BusinessHow to Utilize User Story in Your Product Development

How to Utilize User Story in Your Product Development

According to studies, 63% of people remember the stories they hear.

Developing a successful software product means taking on the perspective of your target users.

However, it can be difficult to understand users through traditional market research methods.

Utilizing user story in your product development can help you better understand your target users and their needs.

Not sure how to do this? Keep reading for our complete guide on how to user stories examples and their customer journey in improving your product.

More Isn’t Always Better

You may be experience architects, however, a thorough description of everything a user would do is certainly not needed and it’s seldom what gets utilized. If there’s too much detail, it can cause feature creep.

The best user story has just enough details so that the developer knows what to design.

With those user stories, developers can proceed knowing exactly what they should be designing and developing before the next iteration review.

And as a result, you’ll get a better product faster than if you’d attempted to capture every detail upfront.

The best user story describes: who (the actor), what (action or task), and why (objectives for this action).

Anything that exposes the motivations of your software user is also helpful and if there’s one thing you should do, it’s to interview at least two users about their experiences.

Gain perspective from multiple sources and attempt to correlate them together if possible.

The Simplest Design Is Always the Best Approach

It would certainly be ideal if we could schedule a time to design and test every possible feature that could exist in your product. But this is not feasible, especially when you’re working with a limited budget.  

That’s why it’s better to focus on the main features since these will be most likely to make or break the success of your product.

Many common tasks (especially core tasks) should be tested initially by users to determine if they’ll use these features.

If they won’t, remove them from the project rather than spending more money developing something they’re just going to ignore.

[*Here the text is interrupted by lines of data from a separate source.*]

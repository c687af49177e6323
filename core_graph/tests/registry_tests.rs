use std::rc::Rc;

use core_graph::layer::kinds::ForwardKind;
use core_graph::{
    BuildOptions, GraphError, Layer, LayerArgs, LayerKind, LayerRegistry, LayerVariant, Network, OutputDims,
    TargetDim, Tensor,
};
use serde_json::json;

/// Вид слоя, пропускающий вход без изменений.
struct IdentityKind;

impl LayerKind for IdentityKind {
    fn kind_name(&self) -> &'static str {
        "identity"
    }

    fn accepted_keys(&self) -> &'static [&'static str] {
        &["note"]
    }

    fn construct(&self, args: &LayerArgs) -> core_graph::Result<Layer> {
        let source = args
            .sources
            .first()
            .ok_or_else(|| GraphError::InvalidConfig("нет источника".to_string()))?;
        Ok(Layer::new(
            args,
            self.kind_name(),
            LayerVariant::Hidden { recurrent: false },
            source.output().clone(),
            source.n_out(),
        ))
    }
}

fn classes_dims(size: usize) -> OutputDims {
    OutputDims::from([("classes".to_string(), TargetDim::new(size, 1))])
}

#[test]
fn test_builtin_kinds_and_aliases_ct() {
    let registry = LayerRegistry::with_builtin_kinds();
    for name in ["forward", "hidden", "recurrent", "rec", "lstm", "copy", "centroid"] {
        assert!(registry.contains(name), "вид '{name}' не зарегистрирован");
    }
    assert_eq!(registry.resolve("hidden").unwrap().kind_name(), "forward");
    assert_eq!(registry.resolve("rec").unwrap().kind_name(), "recurrent");
    assert!(registry.resolve("rec").unwrap().recurrent());
    assert!(!registry.resolve("forward").unwrap().recurrent());

    let names = registry.kind_names();
    let mut sorted = names.clone();
    sorted.sort_unstable();
    assert_eq!(names, sorted);
}

#[test]
fn test_unknown_kind_ct() {
    let registry = LayerRegistry::new();
    assert!(!registry.contains("forward"));
    match registry.resolve("mystery") {
        Err(GraphError::UnknownLayerKind(name)) => assert_eq!(name, "mystery"),
        Err(other) => panic!("Ожидалась UnknownLayerKind, получено {other:?}"),
        Ok(_) => panic!("Ожидалась ошибка для неизвестного вида"),
    }
    assert!(matches!(
        registry.accepted_keys("mystery"),
        Err(GraphError::UnknownLayerKind(_))
    ));
}

#[test]
fn test_accepted_keys_ct() {
    let registry = LayerRegistry::with_builtin_kinds();
    let recurrent = registry.accepted_keys("recurrent").unwrap();
    assert!(recurrent.contains("reverse"));
    assert!(recurrent.contains("activation"));
    assert!(recurrent.contains("from"));

    let forward = registry.accepted_keys("forward").unwrap();
    assert!(!forward.contains("reverse"));
    assert!(forward.contains("L2"));
}

#[test]
fn test_alias_to_unknown_is_ignored_ct() {
    let mut registry = LayerRegistry::new();
    registry.register_alias("dense", "forward");
    assert!(!registry.contains("dense"));

    registry.register(Rc::new(ForwardKind));
    registry.register_alias("dense", "forward");
    assert_eq!(registry.resolve("dense").unwrap().kind_name(), "forward");
}

#[test]
fn test_custom_kind_builds_network_ct() {
    let mut registry = LayerRegistry::with_builtin_kinds();
    registry.register(Rc::new(IdentityKind));
    let options = BuildOptions {
        n_in: Some(6),
        n_out: Some(classes_dims(3)),
        ..BuildOptions::default()
    };
    let topology = json!({
        "output": {"class": "softmax", "from": ["pass"]},
        "pass": {"class": "identity", "note": "x"},
    });
    let network = Network::from_json(&topology, &options, &registry).unwrap();

    let pass = network.get_layer("pass").unwrap();
    assert_eq!(pass.kind(), "identity");
    assert_eq!(pass.n_out(), 6);
    let x: &Tensor = network.x();
    assert_eq!(pass.output(), x);
    // Только веса и смещение выходного слоя.
    assert_eq!(network.num_params(), 6 * 3 + 3);
}
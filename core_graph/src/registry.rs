// core_graph/src/registry.rs

//! Реестр видов слоев: имя `class` из топологии -> конструктор.

use std::collections::{BTreeSet, HashMap};
use std::rc::Rc;

use tracing::debug;

use crate::error::{GraphError, Result};
use crate::layer::kinds::{CentroidKind, CopyKind, ForwardKind, LayerKind, LstmKind, RecurrentKind, COMMON_KEYS};

/// Структурные ключи описания слоя, которые резолвер разбирает сам.
pub const STRUCTURAL_KEYS: &[&str] = &[
    "class",
    "from",
    "target",
    "encoder",
    "base",
    "copy_input",
    "centroids",
    "n_out",
    "dropout",
    "mask",
    "dtype",
];

/// Реестр видов слоев.
///
/// Клонирование дешевое: виды хранятся за `Rc`.
#[derive(Clone, Default)]
pub struct LayerRegistry {
    kinds: HashMap<String, Rc<dyn LayerKind>>,
}

impl LayerRegistry {
    /// Пустой реестр.
    #[must_use]
    pub fn new() -> Self {
        Self::default()
    }

    /// Реестр со встроенными видами и их псевдонимами (`hidden`, `rec`).
    #[must_use]
    pub fn with_builtin_kinds() -> Self {
        let mut registry = Self::new();
        registry.register(Rc::new(ForwardKind));
        registry.register(Rc::new(RecurrentKind));
        registry.register(Rc::new(LstmKind));
        registry.register(Rc::new(CopyKind));
        registry.register(Rc::new(CentroidKind));
        registry.register_alias("hidden", "forward");
        registry.register_alias("rec", "recurrent");
        registry
    }

    /// Регистрирует вид под его каноническим именем. Повторная регистрация заменяет вид.
    pub fn register(&mut self, kind: Rc<dyn LayerKind>) {
        let name = kind.kind_name();
        if self.kinds.insert(name.to_string(), kind).is_some() {
            debug!("Вид слоя '{name}' перерегистрирован");
        }
    }

    /// Регистрирует псевдоним для уже зарегистрированного вида.
    /// Неизвестная цель псевдонима игнорируется.
    pub fn register_alias(&mut self, alias: &str, target: &str) {
        if let Some(kind) = self.kinds.get(target).cloned() {
            self.kinds.insert(alias.to_string(), kind);
        }
    }

    /// Находит вид по имени.
    ///
    /// # Errors
    /// `UnknownLayerKind`, если имя не зарегистрировано.
    pub fn resolve(&self, name: &str) -> Result<Rc<dyn LayerKind>> {
        self.kinds
            .get(name)
            .cloned()
            .ok_or_else(|| GraphError::UnknownLayerKind(name.to_string()))
    }

    /// Зарегистрирован ли вид.
    #[must_use]
    pub fn contains(&self, name: &str) -> bool {
        self.kinds.contains_key(name)
    }

    /// Ключи конфигурации, которые принимает конструктор вида:
    /// структурные, общие и специфичные для вида.
    ///
    /// # Errors
    /// `UnknownLayerKind`, если имя не зарегистрировано.
    pub fn accepted_keys(&self, name: &str) -> Result<BTreeSet<&'static str>> {
        let kind = self.resolve(name)?;
        Ok(STRUCTURAL_KEYS
            .iter()
            .chain(COMMON_KEYS)
            .chain(kind.accepted_keys())
            .copied()
            .collect())
    }

    /// Имена всех зарегистрированных видов и псевдонимов, отсортированные.
    #[must_use]
    pub fn kind_names(&self) -> Vec<&str> {
        let mut names: Vec<&str> = self.kinds.keys().map(String::as_str).collect();
        names.sort_unstable();
        names
    }
}

impl std::fmt::Debug for LayerRegistry {
    fn fmt(&self, f: &mut std::fmt::Formatter<'_>) -> std::fmt::Result {
        f.debug_struct("LayerRegistry")
            .field("kinds", &self.kind_names())
            .finish()
    }
}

Then add only those features that people would truly use and benefit from in their day-to-day lives.

Don’t Forget About Special Cases

Even minor details can be important. For example, if a user story requires the user to create an account, then this could go wrong in several ways:

  • The password is too short or not complex enough
  • The username is already taken and the system won’t let them use it
  • Account activation doesn’t work properly

And all of these things can lead users to become frustrated, which means they may never come back for future updates.

If you’re adding any new features that impact how your users interact with your software, always test those as thoroughly as possible to avoid such problems down the road.

Not All Features Are Made Equal

Some changes should still be considered a higher priority than others. If you notice that certain features aren’t being used, then they should be de-prioritized and reevaluated later on before making final decisions.

Create Your User Story Today

As you can see, a user story is a powerful tool for understanding your target users. By taking on the perspective of the user and developing your product towards them, you’re much more likely to be successful.